7. NOTES RECEIVABLE FROM PARTICIPANTS
The Plan allows participants to borrow against funds held in their account in any amount greater than $1,000 but less than 50 percent of the participant’s vested account balance. In no event can a participant borrow more than $50,000 less the participant’s highest outstanding loan balance during the preceding 12 months. For most participants, only one outstanding loan is permitted at any time and may not exceed 5 years for a general-purpose loan or 15 years for a principal residence loan. Participants who had one or more outstanding loan balance at the time their former Nuclear Management Company (NMC) Plan assets were transferred to the Plan are permitted to have a maximum of two outstanding loans at any one time; however, they are not eligible for a new loan until each loan transferred from the NMC Plan has been paid in full. The loan shall bear a rate of interest equal to the prime rate in effect on the first business day of the month in which the loan request is approved plus one percent, and stays in effect until the loan is repaid.
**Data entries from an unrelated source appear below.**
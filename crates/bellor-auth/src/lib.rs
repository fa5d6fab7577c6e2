//! Session storage and token lifecycle for the Bellor API.
//!
//! Owns the session triple (access token, refresh token, cached user
//! profile) and keeps the access token usable: expiry is checked locally
//! before every authenticated request, and an expiring token is exchanged
//! through the refresh endpoint with a single-flight guarantee, so
//! concurrent callers share one in-flight refresh instead of issuing
//! duplicates.
//!
//! # Components
//!
//! - [`store`] — injected key-value persistence and the typed session triple
//! - [`claims`] — local JWT expiry inspection (no network, no verification)
//! - [`refresh`] — the refresh-endpoint wire protocol
//! - [`lifecycle`] — expiry checks, single-flight refresh, session state

pub mod claims;
pub mod error;
pub mod lifecycle;
pub mod refresh;
pub mod store;

pub use error::{AuthError, Result};
pub use lifecycle::{DEFAULT_REFRESH_MARGIN, SessionState, TokenLifecycle};
pub use refresh::{HttpRefresher, RefreshTransport, RefreshedTokens};
pub use store::{KeyValueStore, MemoryStore, TokenStore};
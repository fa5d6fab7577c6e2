//! Recursive key-convention transforms between the wire format (snake_case)
//! and the application convention (camelCase).
//!
//! Both directions are total over JSON trees: objects get every key
//! converted and every value recursed, arrays are mapped element-wise in
//! order, and every other node passes through untouched. The pass-through
//! check runs at every level of the recursion, so opaque leaves buried in a
//! larger tree are never rewritten.

use serde_json::{Map, Value};

use crate::error::{Error, Result};

/// Convert every object key in `value` to snake_case (application → wire).
pub fn to_snake(value: Value) -> Result<Value> {
    transform(value, camel_to_snake)
}

/// Convert every object key in `value` to camelCase (wire → application).
pub fn to_camel(value: Value) -> Result<Value> {
    transform(value, snake_to_camel)
}

fn transform(value: Value, convert: fn(&str) -> String) -> Result<Value> {
    match value {
        Value::Object(map) => {
            let mut out = Map::with_capacity(map.len());
            for (key, inner) in map {
                let converted = convert(&key);
                if out.contains_key(&converted) {
                    // two source keys collapsing into one would silently
                    // drop a field
                    return Err(Error::Transform(format!(
                        "key collision: {:?} and an earlier key both convert to {:?}",
                        key, converted
                    )));
                }
                out.insert(converted, transform(inner, convert)?);
            }
            Ok(Value::Object(out))
        }
        Value::Array(items) => items
            .into_iter()
            .map(|item| transform(item, convert))
            .collect::<Result<Vec<_>>>()
            .map(Value::Array),
        other => Ok(other),
    }
}

/// `firstName` → `first_name`. Keys without uppercase letters are unchanged.
fn camel_to_snake(key: &str) -> String {
    let mut out = String::with_capacity(key.len() + 4);
    for ch in key.chars() {
        if ch.is_ascii_uppercase() {
            out.push('_');
            out.push(ch.to_ascii_lowercase());
        } else {
            out.push(ch);
        }
    }
    out
}

/// `first_name` → `firstName`. Only an underscore followed by a lowercase
/// ASCII letter collapses; any other underscore is kept as-is.
fn snake_to_camel(key: &str) -> String {
    let mut out = String::with_capacity(key.len());
    let mut chars = key.chars().peekable();
    while let Some(ch) = chars.next() {
        if ch == '_' {
            match chars.peek() {
                Some(next) if next.is_ascii_lowercase() => {
                    out.push(next.to_ascii_uppercase());
                    chars.next();
                }
                _ => out.push(ch),
            }
        } else {
            out.push(ch);
        }
    }
    out
}
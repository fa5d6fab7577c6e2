//! Request and response types for the Bellor API.
//!
//! Fields follow the application convention (camelCase); the request
//! pipeline converts payloads to the snake_case wire format at dispatch, so
//! these types never see wire-shaped keys.

use serde::{Deserialize, Serialize};
use serde_json::Value;

// ─────────────────────────────────────────────────────────────────────────────
// Envelope
// ─────────────────────────────────────────────────────────────────────────────

/// Standard Bellor API response envelope.
#[derive(Debug, Clone, Deserialize)]
pub struct ApiEnvelope<T> {
    #[serde(default)]
    pub success: bool,
    pub data: T,
}

// ─────────────────────────────────────────────────────────────────────────────
// Auth
// ─────────────────────────────────────────────────────────────────────────────

/// Credentials for an email/password login.
#[derive(Debug, Clone, Serialize)]
#[serde(rename_all = "camelCase")]
pub struct LoginRequest {
    pub email: String,
    pub password: String,
}

/// Payload for creating a new account.
#[derive(Debug, Clone, Serialize)]
#[serde(rename_all = "camelCase")]
pub struct RegisterRequest {
    pub email: String,
    pub password: String,
    pub first_name: String,
    pub last_name: String,
    #[serde(default, skip_serializing_if = "Option::is_none")]
    pub date_of_birth: Option<String>,
}

/// Tokens and profile returned by login, registration and OAuth completion.
#[derive(Debug, Clone, Deserialize)]
#[serde(rename_all = "camelCase")]
pub struct AuthSession {
    pub access_token: String,
    pub refresh_token: String,
    /// Profile blob cached locally for the duration of the session.
    #[serde(default)]
    pub user: Option<Value>,
}

// ─────────────────────────────────────────────────────────────────────────────
// Users
// ─────────────────────────────────────────────────────────────────────────────

/// A user profile as the application sees it.
#[derive(Debug, Clone, Serialize, Deserialize)]
#[serde(rename_all = "camelCase")]
pub struct UserProfile {
    pub id: String,
    #[serde(default, skip_serializing_if = "Option::is_none")]
    pub email: Option<String>,
    #[serde(default, skip_serializing_if = "Option::is_none")]
    pub first_name: Option<String>,
    #[serde(default, skip_serializing_if = "Option::is_none")]
    pub last_name: Option<String>,
    #[serde(default, skip_serializing_if = "Option::is_none")]
    pub bio: Option<String>,
    #[serde(default)]
    pub profile_images: Vec<String>,
    #[serde(default, skip_serializing_if = "Option::is_none")]
    pub drawing_url: Option<String>,
    #[serde(default)]
    pub show_email: bool,
}

/// Partial profile update; absent fields are left untouched.
#[derive(Debug, Clone, Default, Serialize)]
#[serde(rename_all = "camelCase")]
pub struct ProfileUpdate {
    #[serde(default, skip_serializing_if = "Option::is_none")]
    pub first_name: Option<String>,
    #[serde(default, skip_serializing_if = "Option::is_none")]
    pub last_name: Option<String>,
    #[serde(default, skip_serializing_if = "Option::is_none")]
    pub bio: Option<String>,
    #[serde(default, skip_serializing_if = "Option::is_none")]
    pub show_email: Option<bool>,
    #[serde(default, skip_serializing_if = "Option::is_none")]
    pub drawing_url: Option<String>,
}

/// Paging parameters for profile browsing. Serialized straight into the
/// query string, so the field names are already wire-shaped.
#[derive(Debug, Clone, Default, Serialize)]
pub struct BrowseQuery {
    #[serde(skip_serializing_if = "Option::is_none")]
    pub limit: Option<u32>,
    #[serde(skip_serializing_if = "Option::is_none")]
    pub offset: Option<u32>,
}

/// Payload for reporting a profile to moderation.
#[derive(Debug, Clone, Serialize)]
#[serde(rename_all = "camelCase")]
pub struct ReportRequest {
    pub reason: String,
    #[serde(default, skip_serializing_if = "Option::is_none")]
    pub details: Option<String>,
}

/// Metadata for an uploaded profile image.
#[derive(Debug, Clone, Deserialize)]
#[serde(rename_all = "camelCase")]
pub struct UploadedImage {
    pub url: String,
    #[serde(default, skip_serializing_if = "Option::is_none")]
    pub id: Option<String>,
}
//! Refresh protocol against the Bellor token endpoint.
//!
//! The refresh call is raw transport: it never goes through the request
//! pipeline, never carries an Authorization header, and never sees the
//! access token. Only the refresh token travels, in the request body.

use std::fmt;
use std::time::Duration;

use async_trait::async_trait;
use serde::{Deserialize, Serialize};

use crate::error::{AuthError, Result};

/// Default timeout for a refresh call, independent of request timeouts.
const DEFAULT_REFRESH_TIMEOUT: Duration = Duration::from_secs(15);

/// New credentials returned by the refresh endpoint.
#[derive(Debug, Clone, Deserialize)]
pub struct RefreshedTokens {
    pub access_token: String,
    /// Present only when the server rotates the refresh token.
    #[serde(default)]
    pub refresh_token: Option<String>,
}

#[derive(Debug, Serialize)]
struct RefreshRequest<'a> {
    refresh_token: &'a str,
}

/// Raw transport to the refresh endpoint.
///
/// A trait seam so the lifecycle manager can be driven by a counting fake in
/// tests.
#[async_trait]
pub trait RefreshTransport: Send + Sync + fmt::Debug {
    /// Exchange a refresh token for new credentials.
    async fn refresh(&self, refresh_token: &str) -> Result<RefreshedTokens>;
}

/// HTTP transport posting `{"refresh_token": ...}` to the token endpoint.
#[derive(Debug, Clone)]
pub struct HttpRefresher {
    client: reqwest::Client,
    refresh_url: String,
    timeout: Duration,
}

impl HttpRefresher {
    pub fn new(refresh_url: impl Into<String>) -> Self {
        Self {
            client: reqwest::Client::new(),
            refresh_url: refresh_url.into(),
            timeout: DEFAULT_REFRESH_TIMEOUT,
        }
    }

    pub fn with_timeout(mut self, timeout: Duration) -> Self {
        self.timeout = timeout;
        self
    }
}

#[async_trait]
impl RefreshTransport for HttpRefresher {
    async fn refresh(&self, refresh_token: &str) -> Result<RefreshedTokens> {
        let response = self
            .client
            .post(&self.refresh_url)
            .header("Content-Type", "application/json")
            .json(&RefreshRequest { refresh_token })
            .timeout(self.timeout)
            .send()
            .await
            .map_err(|e| AuthError::Network(format!("Token refresh request failed: {}", e)))?;

        let status = response.status();
        if !status.is_success() {
            let message = response
                .text()
                .await
                .unwrap_or_else(|_| "Unknown error".to_string());
            return Err(AuthError::Rejected {
                status: status.as_u16(),
                message,
            });
        }

        let body: serde_json::Value = response
            .json()
            .await
            .map_err(|e| AuthError::Network(format!("Failed to parse refresh response: {}", e)))?;

        parse_refresh_body(status.as_u16(), body)
    }
}

/// Accept both the Bellor envelope (`{"success":true,"data":{...}}`) and a
/// bare token object. A 2xx response without an access token is still a
/// rejected refresh.
fn parse_refresh_body(status: u16, mut body: serde_json::Value) -> Result<RefreshedTokens> {
    let payload = match body.get_mut("data") {
        Some(data) if data.is_object() => data.take(),
        _ => body,
    };

    let tokens: RefreshedTokens = serde_json::from_value(payload).map_err(|_| {
        AuthError::Rejected {
            status,
            message: "no access token in refresh response".to_string(),
        }
    })?;

    if tokens.access_token.is_empty() {
        return Err(AuthError::Rejected {
            status,
            message: "no access token in refresh response".to_string(),
        });
    }

    Ok(tokens)
}
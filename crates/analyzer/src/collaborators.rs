//! Seams to the parser, grouping algorithm, service lookup and formatter.
//!
//! The pipeline only talks to these traits. [`Toolkit::snapshot`] wires in
//! the default implementations from [`crate::snapshot`]; tests swap in fakes.

use crate::settings::Settings;
use crate::snapshot;
use cbtopo_bundle_schema::{ClusterConfig, RawBundle};
use cbtopo_common::{Error, Result};
use serde::{Deserialize, Serialize};
use serde_json::Value;
use std::collections::BTreeMap;
use std::fmt;
use std::path::Path;
use std::str::FromStr;

/// Opaque per-node or per-cluster results, keyed by name.
pub type ResultMap = BTreeMap<String, Value>;

/// Turns one log location into a parsed bundle.
pub trait BundleParser {
    /// `None` when the location cannot be parsed; the caller skips it.
    fn parse_log_location(&self, location: &Path) -> Option<RawBundle>;
}

/// Pulls report data out of bundles and clusters.
pub trait ResultExtractor {
    fn node_results(&self, bundle: &RawBundle) -> Value;
    fn node_stats(&self, bundle: &RawBundle) -> Value;
    fn cluster_results(&self, cluster: &dyn ClusterObject) -> Value;
}

/// One cluster as returned by the grouping algorithm.
pub trait ClusterObject: fmt::Debug {
    /// Member node names, in the grouping algorithm's order.
    fn nodes(&self) -> Vec<String>;
    /// Display name for a list of node names.
    fn summarize_name(&self, nodes: &[String]) -> String;
    /// Whether any member runs a server generation with per-node services.
    fn check_for_ver4_nodes(&self) -> bool;
    fn config(&self) -> &ClusterConfig;
}

/// Groups node identities into clusters.
pub trait ClusterDiscovery {
    fn aggregate_cluster_info(
        &self,
        bundles: &[Option<RawBundle>],
        node_results: &ResultMap,
        node_stats: &ResultMap,
    ) -> Result<Vec<Box<dyn ClusterObject>>>;
}

/// Which services a node runs, according to a cluster configuration.
pub trait ServiceLookup {
    fn services_of_node(&self, config: &ClusterConfig, node: &str) -> Vec<String>;
}

/// Formats the combined node and cluster report.
pub trait ReportFormatter {
    fn format_results(
        &self,
        node_results: &ResultMap,
        cluster_results: &ResultMap,
        format: OutputFormat,
    ) -> Result<String>;
}

/// Output format of the combined report.
#[derive(Debug, Clone, Copy, Default, PartialEq, Eq, Serialize, Deserialize)]
#[serde(rename_all = "lowercase")]
pub enum OutputFormat {
    #[default]
    Text,
    Json,
}

impl fmt::Display for OutputFormat {
    fn fmt(&self, f: &mut fmt::Formatter<'_>) -> fmt::Result {
        match self {
            OutputFormat::Text => write!(f, "text"),
            OutputFormat::Json => write!(f, "json"),
        }
    }
}

impl FromStr for OutputFormat {
    type Err = Error;

    fn from_str(s: &str) -> std::result::Result<Self, Self::Err> {
        match s.to_lowercase().as_str() {
            "text" => Ok(OutputFormat::Text),
            "json" => Ok(OutputFormat::Json),
            _ => Err(Error::Config(format!("unknown output format: {}", s))),
        }
    }
}

/// The full set of collaborators a run needs.
pub struct Toolkit {
    pub parser: Box<dyn BundleParser>,
    pub extractor: Box<dyn ResultExtractor>,
    pub discovery: Box<dyn ClusterDiscovery>,
    pub services: Box<dyn ServiceLookup>,
    pub formatter: Box<dyn ReportFormatter>,
}

impl Toolkit {
    /// Collaborators that read `bundle.json` snapshots from disk.
    pub fn snapshot(settings: &Settings) -> Self {
        Self {
            parser: Box::new(snapshot::SnapshotParser::new(
                &settings.bundle_file,
                settings.validate_schema,
            )),
            extractor: Box::new(snapshot::SnapshotExtractor),
            discovery: Box::new(snapshot::MembershipDiscovery),
            services: Box::new(snapshot::ConfigServices),
            formatter: Box::new(snapshot::PlainFormatter),
        }
    }
}
//! Bundle classification into node records.

use crate::collaborators::ResultExtractor;
use cbtopo_bundle_schema::RawBundle;
use serde::Serialize;
use serde_json::Value;
use tracing::debug;

/// The recognized shapes of a parsed bundle.
#[derive(Debug, Clone, Copy, PartialEq, Eq)]
pub enum BundleShape<'a> {
    /// Carries a statistics section; the node name comes from it.
    StatsBearing { node_name: &'a str },
    /// Carries only a log section with a hostname.
    LogOnly { hostname: &'a str },
    Unrecognized,
}

impl<'a> BundleShape<'a> {
    /// Decide the shape of a bundle. The stats section is checked first.
    pub fn of(bundle: &'a RawBundle) -> Self {
        if let Some(stats) = &bundle.stats {
            return BundleShape::StatsBearing {
                node_name: stats.node_name(),
            };
        }
        match bundle.log.as_ref().and_then(|log| log.hostname()) {
            Some(hostname) => BundleShape::LogOnly { hostname },
            None => BundleShape::Unrecognized,
        }
    }

    pub fn label(&self) -> &'static str {
        match self {
            BundleShape::StatsBearing { .. } => "stats",
            BundleShape::LogOnly { .. } => "log",
            BundleShape::Unrecognized => "unrecognized",
        }
    }
}

/// One node discovered from one bundle.
#[derive(Debug, Clone, PartialEq, Serialize)]
pub struct NodeRecord {
    pub name: String,
    pub log_location: String,
    pub results: Value,
    /// Absent for log-only bundles.
    pub stats: Option<Value>,
}

/// Classify one parser output into at most one node record.
pub fn classify(bundle: Option<&RawBundle>, extractor: &dyn ResultExtractor) -> Option<NodeRecord> {
    let bundle = bundle?;

    match BundleShape::of(bundle) {
        BundleShape::StatsBearing { node_name } => Some(NodeRecord {
            name: node_name.to_string(),
            log_location: bundle.log_location.clone(),
            results: extractor.node_results(bundle),
            stats: Some(extractor.node_stats(bundle)),
        }),
        BundleShape::LogOnly { hostname } => Some(NodeRecord {
            name: hostname.to_string(),
            log_location: bundle.log_location.clone(),
            results: extractor.node_results(bundle),
            stats: None,
        }),
        BundleShape::Unrecognized => {
            debug!(
                "Skipping bundle from {}: no stats or log section",
                bundle.log_location
            );
            None
        }
    }
}
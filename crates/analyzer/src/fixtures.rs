//! Fakes and bundle builders shared by unit tests.

use crate::collaborators::{
    BundleParser, ClusterDiscovery, ClusterObject, OutputFormat, ReportFormatter, ResultExtractor,
    ResultMap, ServiceLookup, Toolkit,
};
use cbtopo_bundle_schema::{ClusterConfig, LogSection, NodeConfig, RawBundle, StatsSection};
use cbtopo_common::{Error, Result};
use serde_json::{json, Value};
use std::collections::{BTreeMap, HashMap};
use std::path::{Path, PathBuf};

pub fn member(name: &str, services: &[&str], version: &str) -> NodeConfig {
    NodeConfig {
        name: name.to_string(),
        services: services.iter().map(|s| s.to_string()).collect(),
        version: Some(version.to_string()),
    }
}

pub fn stats_bundle(
    location: &str,
    node: &str,
    version: &str,
    members: &[(&str, &[&str])],
) -> RawBundle {
    RawBundle {
        log_location: location.to_string(),
        version: Some(version.to_string()),
        stats: Some(StatsSection {
            node_name: node.to_string(),
            counters: BTreeMap::from([("ops".to_string(), json!(10))]),
        }),
        config: Some(ClusterConfig {
            nodes: members
                .iter()
                .map(|(name, services)| member(name, services, version))
                .collect(),
        }),
        ..Default::default()
    }
}

pub fn log_bundle(location: &str, hostname: &str) -> RawBundle {
    RawBundle {
        log_location: location.to_string(),
        log: Some(LogSection {
            hostname: Some(hostname.to_string()),
            entries: vec!["boot".to_string()],
        }),
        ..Default::default()
    }
}

pub struct FakeExtractor;

impl ResultExtractor for FakeExtractor {
    fn node_results(&self, bundle: &RawBundle) -> Value {
        json!({ "from": bundle.log_location })
    }

    fn node_stats(&self, bundle: &RawBundle) -> Value {
        json!({ "stats_of": bundle.reported_node() })
    }

    fn cluster_results(&self, cluster: &dyn ClusterObject) -> Value {
        json!({ "nodes": cluster.nodes() })
    }
}

#[derive(Debug, Clone)]
pub struct FakeCluster {
    pub nodes: Vec<String>,
    /// Fixed display name; otherwise the first node without its prefix.
    pub name: Option<String>,
    pub ver4: bool,
    pub config: ClusterConfig,
}

impl FakeCluster {
    pub fn new(members: &[(&str, &[&str])]) -> Self {
        Self {
            nodes: members.iter().map(|(n, _)| n.to_string()).collect(),
            name: None,
            ver4: true,
            config: ClusterConfig {
                nodes: members
                    .iter()
                    .map(|(name, services)| member(name, services, "4.1.0"))
                    .collect(),
            },
        }
    }

    pub fn named(mut self, name: &str) -> Self {
        self.name = Some(name.to_string());
        self
    }

    pub fn pre_ver4(mut self) -> Self {
        self.ver4 = false;
        self
    }
}

impl ClusterObject for FakeCluster {
    fn nodes(&self) -> Vec<String> {
        self.nodes.clone()
    }

    fn summarize_name(&self, nodes: &[String]) -> String {
        if let Some(name) = &self.name {
            return name.clone();
        }
        nodes
            .iter()
            .min()
            .map(|n| n.trim_start_matches("ns_1@").to_string())
            .unwrap_or_default()
    }

    fn check_for_ver4_nodes(&self) -> bool {
        self.ver4
    }

    fn config(&self) -> &ClusterConfig {
        &self.config
    }
}

pub struct FakeDiscovery {
    pub clusters: Vec<FakeCluster>,
    pub fail: bool,
}

impl ClusterDiscovery for FakeDiscovery {
    fn aggregate_cluster_info(
        &self,
        _bundles: &[Option<RawBundle>],
        _node_results: &ResultMap,
        _node_stats: &ResultMap,
    ) -> Result<Vec<Box<dyn ClusterObject>>> {
        if self.fail {
            return Err(Error::Discovery("grouping exploded".to_string()));
        }
        Ok(self
            .clusters
            .iter()
            .cloned()
            .map(|c| Box::new(c) as Box<dyn ClusterObject>)
            .collect())
    }
}

pub struct FakeServices;

impl ServiceLookup for FakeServices {
    fn services_of_node(&self, config: &ClusterConfig, node: &str) -> Vec<String> {
        config.services_of(node)
    }
}

#[derive(Default)]
pub struct FakeParser {
    pub bundles: HashMap<PathBuf, RawBundle>,
}

impl FakeParser {
    pub fn with(mut self, location: &str, bundle: RawBundle) -> Self {
        self.bundles.insert(PathBuf::from(location), bundle);
        self
    }
}

impl BundleParser for FakeParser {
    fn parse_log_location(&self, location: &Path) -> Option<RawBundle> {
        self.bundles.get(location).cloned()
    }
}

pub struct FakeFormatter;

impl ReportFormatter for FakeFormatter {
    fn format_results(
        &self,
        node_results: &ResultMap,
        cluster_results: &ResultMap,
        format: OutputFormat,
    ) -> Result<String> {
        Ok(format!(
            "{} report: {} nodes, {} clusters",
            format,
            node_results.len(),
            cluster_results.len()
        ))
    }
}

pub fn fake_toolkit(parser: FakeParser, clusters: Vec<FakeCluster>) -> Toolkit {
    Toolkit {
        parser: Box::new(parser),
        extractor: Box::new(FakeExtractor),
        discovery: Box::new(FakeDiscovery {
            clusters,
            fail: false,
        }),
        services: Box::new(FakeServices),
        formatter: Box::new(FakeFormatter),
    }
}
Repayment of the loan plus interest is made through automatic payroll deductions and is credited to each participant’s account as paid. If a participant retires or terminates employment for any reason, the outstanding loan balance must be repaid within 90 days from date of termination. A terminated participant may elect to continue making monthly installment payments in accordance with the procedures established by the Plan Administrator. Interest rates on outstanding loans at Dec. 31, 2014 range from 4.25 percent to 9.25 percent with maturities ranging from 2015 to 2029. Interest rates on outstanding loans at Dec. 31, 2013 range from 4.25 percent to 9.25 percent with maturities ranging from 2014 to 2028.
8. EXEMPT PARTY-IN-INTEREST TRANSACTIONS
The Plan's investments include shares of Xcel Energy common stock. On the Statement of Net Assets Available for Benefits, the value of interest in Master Trust includes dividends declared and payable to the Plan of $2,458,027 at Dec. 31, 2014 and $2,454,779 at Dec. 31, 2013.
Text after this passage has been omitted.